El reciente derrame de petróleo que ha afectado cientos de kilómetros del Golfo de México vuelve a recordarnos algo incómodo: la crisis ambiental no es un "accidente", no es un caso aislado, sino la consecuencia predecible de un modelo que prioriza las ganancias muy por encima de la vida y el entorno.
No es sólo una mancha negra sobre el mar, el impacto continúa bajo la superficie, afectando a muchas especies, hábitats y también a las comunidades que dependen de estos ecosistemas. Toda actividad humana suma estrés a ecosistemas que tienen menos margen para recuperarse.

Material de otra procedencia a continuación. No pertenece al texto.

//! Load balancing policies and the request keys they hash on

use crate::errors::{Result, RoutingError};
use crate::request::RequestView;
use serde::{Deserialize, Serialize};
use std::fmt;
use std::str::FromStr;
use tracing::warn;

/// Header carrying the correlation id shared by the legs of one conversation
pub const CORRELATION_HEADER: &str = "Ms-Conversation-ID";

/// Key used by the `constant` policy, and by every hash policy when the request
/// carries nothing usable to hash on
pub const FALLBACK_KEY: &str = "rvoip-proxy-routing";

/// Load balancing policy configured on a server group
#[derive(Debug, Clone, Copy, Default, PartialEq, Eq, Hash, Serialize, Deserialize)]
#[serde(try_from = "String", into = "String")]
pub enum Policy {
    /// Use the proxy-wide default policy
    #[default]
    Global,
    /// Always take the first candidate of the highest tier
    HighestQ,
    /// Hash on the request-URI
    RequestUri,
    /// Hash on the Call-ID
    CallId,
    /// Hash on the To URI
    ToUri,
    /// Weighted random selection
    Weight,
    /// Hash on the correlation header, pinning auxiliary media legs
    MsConversationId,
    /// Hash on a fixed key
    Constant,
}

impl Policy {
    pub const ALL: [Policy; 8] = [
        Policy::Global,
        Policy::HighestQ,
        Policy::RequestUri,
        Policy::CallId,
        Policy::ToUri,
        Policy::Weight,
        Policy::MsConversationId,
        Policy::Constant,
    ];

    /// Configuration token for this policy
    pub fn as_str(&self) -> &'static str {
        match self {
            Policy::Global => "global",
            Policy::HighestQ => "highest-q",
            Policy::RequestUri => "request-uri",
            Policy::CallId => "call-id",
            Policy::ToUri => "to-uri",
            Policy::Weight => "weight",
            Policy::MsConversationId => "ms-conversation-id",
            Policy::Constant => "constant",
        }
    }

    /// Replace `Global` with the proxy-wide default.
    ///
    /// A default that is itself `Global` resolves to `RequestUri`.
    pub fn resolve(self, default: Policy) -> Policy {
        match (self, default) {
            (Policy::Global, Policy::Global) => Policy::RequestUri,
            (Policy::Global, default) => default,
            (policy, _) => policy,
        }
    }

    /// Where a hash policy takes its key from
    pub fn key_source(&self) -> Option<KeySource> {
        match self {
            Policy::RequestUri => Some(KeySource::RequestUri),
            Policy::CallId => Some(KeySource::CallId),
            Policy::ToUri => Some(KeySource::ToUri),
            Policy::MsConversationId => Some(KeySource::Header(CORRELATION_HEADER.to_string())),
            Policy::Constant => Some(KeySource::Constant),
            Policy::Global | Policy::HighestQ | Policy::Weight => None,
        }
    }

    /// Whether unavailable next hops stay in the candidate pool so the policy
    /// can decide per leg
    pub fn keeps_unavailable_next_hops(&self) -> bool {
        matches!(self, Policy::MsConversationId)
    }
}

impl fmt::Display for Policy {
    fn fmt(&self, f: &mut fmt::Formatter<'_>) -> fmt::Result {
        f.write_str(self.as_str())
    }
}

impl FromStr for Policy {
    type Err = RoutingError;

    fn from_str(s: &str) -> Result<Self> {
        let token = s.trim();
        Policy::ALL
            .iter()
            .copied()
            .find(|policy| policy.as_str().eq_ignore_ascii_case(token))
            .ok_or_else(|| RoutingError::UnknownPolicy(token.to_string()))
    }
}

impl TryFrom<String> for Policy {
    type Error = RoutingError;

    fn try_from(value: String) -> Result<Self> {
        value.parse()
    }
}

impl From<Policy> for String {
    fn from(policy: Policy) -> Self {
        policy.as_str().to_string()
    }
}

/// Request field a hash policy derives its key from
#[derive(Debug, Clone, PartialEq, Eq)]
pub enum KeySource {
    CallId,
    ToUri,
    RequestUri,
    /// A header value, falling back to the request-URI when the header is absent
    Header(String),
    Constant,
}

impl KeySource {
    /// Extract the hash key from `request`.
    ///
    /// Missing or blank values are logged and replaced: a correlation header
    /// falls back to the request-URI, everything else to [`FALLBACK_KEY`].
    pub fn derive(&self, request: &dyn RequestView) -> String {
        let derived = match self {
            KeySource::CallId => usable(request.call_id()),
            KeySource::ToUri => usable(request.to_uri()).map(strip_angle_brackets),
            KeySource::RequestUri => usable(request.request_uri()),
            KeySource::Header(name) => match usable(request.header(name)) {
                Some(value) => Some(value),
                None => usable(request.request_uri()),
            },
            KeySource::Constant => return FALLBACK_KEY.to_string(),
        };

        match derived {
            Some(key) => key.to_string(),
            None => {
                warn!(
                    "Request has no usable {:?} to hash on, using fallback key",
                    self
                );
                FALLBACK_KEY.to_string()
            }
        }
    }
}

fn usable(value: Option<&str>) -> Option<&str> {
    value.map(str::trim).filter(|v| !v.is_empty())
}

fn strip_angle_brackets(uri: &str) -> &str {
    uri.strip_prefix('<')
        .and_then(|rest| rest.strip_suffix('>'))
        .map(str::trim)
        .unwrap_or(uri)
}
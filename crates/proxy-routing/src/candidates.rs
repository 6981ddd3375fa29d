//! The shrinking pool of untried candidates for one routing attempt

use crate::availability::{AvailabilityProvider, is_usable};
use crate::element::{Element, ElementId, selection_order};
use crate::group::ServerGroup;
use tracing::debug;

/// Untried candidates, kept in selection order.
///
/// The pool is a value: removing a candidate yields a new pool and leaves the
/// old one untouched, so every step of a selection can be inspected on its own.
#[derive(Debug, Clone, Default, PartialEq)]
pub struct Candidates {
    elements: Vec<Element>,
}

impl Candidates {
    pub fn new(elements: impl IntoIterator<Item = Element>) -> Self {
        let mut elements: Vec<Element> = elements.into_iter().collect();
        elements.sort_by(selection_order);
        Self { elements }
    }

    pub fn is_empty(&self) -> bool {
        self.elements.is_empty()
    }

    pub fn len(&self) -> usize {
        self.elements.len()
    }

    pub fn as_slice(&self) -> &[Element] {
        &self.elements
    }

    /// Candidates sharing the highest remaining q-value, in selection order.
    ///
    /// Q-values are compared exactly. Configured priorities are literals, and
    /// two values that differ in any bit belong to different tiers.
    pub fn top_tier(&self) -> &[Element] {
        let Some(first) = self.elements.first() else {
            return &[];
        };
        let end = self
            .elements
            .iter()
            .position(|e| e.q_value() != first.q_value())
            .unwrap_or(self.elements.len());
        &self.elements[..end]
    }

    /// The pool without `id`
    pub fn without(&self, id: &ElementId) -> Candidates {
        self.without_all(std::slice::from_ref(id))
    }

    /// The pool without any of `ids`
    pub fn without_all(&self, ids: &[ElementId]) -> Candidates {
        Candidates {
            elements: self
                .elements
                .iter()
                .filter(|e| !ids.contains(e.id()))
                .cloned()
                .collect(),
        }
    }
}

/// Build the starting pool for a routing attempt on `group`.
///
/// Sub-group references are always included. Leaf next hops are included when
/// currently available, or unconditionally when `keep_unavailable` is set and
/// the policy filters per leg instead. An empty pool is a normal result.
pub fn initialize_candidates(
    group: &ServerGroup,
    availability: &dyn AvailabilityProvider,
    keep_unavailable: bool,
) -> Candidates {
    let candidates = Candidates::new(group.elements().iter().filter(|element| {
        !availability.is_next_hop(element.id())
            || keep_unavailable
            || is_usable(availability, element)
    }).cloned());
    debug!(
        "Server group {} has {} of {} elements to try",
        group.name(),
        candidates.len(),
        group.len()
    );
    candidates
}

Cada derrame se presenta como una emergencia, pero en realidad también es un síntoma, el resultado de la avaricia y la individualidad. Un síntoma de la forma en la que gran parte de la humanidad se relaciona con el entorno, en este caso con los océanos, que son vistos como territorios disponibles para explotar, perforar y usar a conveniencia. En ese proceso, los animales quedan reducidos a cifras imprecisas e incluso, en ocasiones, fuera del debate público.
Se han reportado tortugas, delfines, manatíes y aves afectadas, otras tantas más ya sin vida y todavía no se conoce la magnitud real del daño en más de un centenar de arrecifes del Corredor Arrecifal del suroeste del Golfo. El impacto no se limita a individuos, también alteran cadenas tróficas completas.
El petróleo sobresatura manglares, que funcionan como refugios y zonas de crianza para múltiples especies. Los arrecifes, ya vulnerables al cambio climático, sufrirán daños que tardarán décadas en recuperarse, si es que tienen la oportunidad de hacerlo.
Este suceso es la consecuencia de una relación con la naturaleza basada en extraer y explotar, aún cuando eso implique afectar a los animales y a los ecosistemas.
Centrar la limpieza del derrame en destinos turísticos prioriza lo visible sobre lo verdaderamente urgente. Mientras se protege la imagen de las playas más concurridas y zonas turísticas, las zonas más alejadas o no tan visibles como las zonas de anidación, los manglares, los arrecifes, arroyos y estuarios quedan expuestas al petróleo durante más tiempo.
Esta forma de responder al desastre refleja una lógica en la que la naturaleza se valora principalmente por su utilidad económica, no por la vida que sostiene.
Mientras los gobiernos y grandes industrias sigan priorizando lo visible y lo rentable, los animales y los ecosistemas seguirán quedando en segundo plano. El petróleo eventualmente se desvanecerá de la superficie, pero el daño permanecerá por años en los ecosistemas y en las vidas que dependen de ellos.